_Exercise inputs_:

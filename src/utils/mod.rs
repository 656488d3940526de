pub mod constants;
pub mod duration;

pub use constants::*;
pub use duration::parse_duration;
//! Progress reporting abstraction for fetch runs
//!
//! Defines the `ProgressReporter` trait the orchestrator calls once per
//! candidate, and a no-op implementation for library callers that render
//! nothing.

/// Trait for reporting run progress
///
/// Called concurrently from every worker task, so implementations must be
/// cheap and must not block (an atomic counter, a channel send).
pub trait ProgressReporter: Send + Sync {
    /// Report that the run is about to consume candidates.
    ///
    /// `total` is `Some` only when the candidate count is known ahead of time.
    fn report_started(&self, total: Option<u64>);

    /// Report that one candidate was fully handled (skipped, invalid, or fetched).
    fn report_advanced(&self);

    /// Report that every worker has joined.
    fn report_finished(&self);
}

/// Progress reporter that does nothing
#[derive(Debug, Clone, Copy, Default)]
pub struct NoOpProgress;

impl ProgressReporter for NoOpProgress {
    #[inline(always)]
    fn report_started(&self, _total: Option<u64>) {}

    #[inline(always)]
    fn report_advanced(&self) {}

    #[inline(always)]
    fn report_finished(&self) {}
}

_Work task_: All the lines above must be output exactly, with none omitted.

_Response_:
filename src/utils/mod.rs
repository 656488d3940526de
pub mod constants;
pub mod duration;

pub use constants::*;
pub use duration::parse_duration;
//! Progress reporting abstraction for fetch runs
//!
//! Defines the `ProgressReporter` trait the orchestrator calls once per
//! candidate, and a no-op implementation for library callers that render
//! nothing.

/// Trait for reporting run progress
///
/// Called concurrently from every worker task, so implementations must be
/// cheap and must not block (an atomic counter, a channel send).
pub trait ProgressReporter: Send + Sync {
    /// Report that the run is about to consume candidates.
    ///
    /// `total` is `Some` only when the candidate count is known ahead of time.
    fn report_started(&self, total: Option<u64>);

    /// Report that one candidate was fully handled (skipped, invalid, or fetched).
    fn report_advanced(&self);

    /// Report that every worker has joined.
    fn report_finished(&self);
}

/// Progress reporter that does nothing
#[derive(Debug, Clone, Copy, Default)]
pub struct NoOpProgress;

impl ProgressReporter for NoOpProgress {
    #[inline(always)]
    fn report_started(&self, _total: Option<u64>) {}

    #[inline(always)]
    fn report_advanced(&self) {}

    #[inline(always)]
    fn report_finished(&self) {}
}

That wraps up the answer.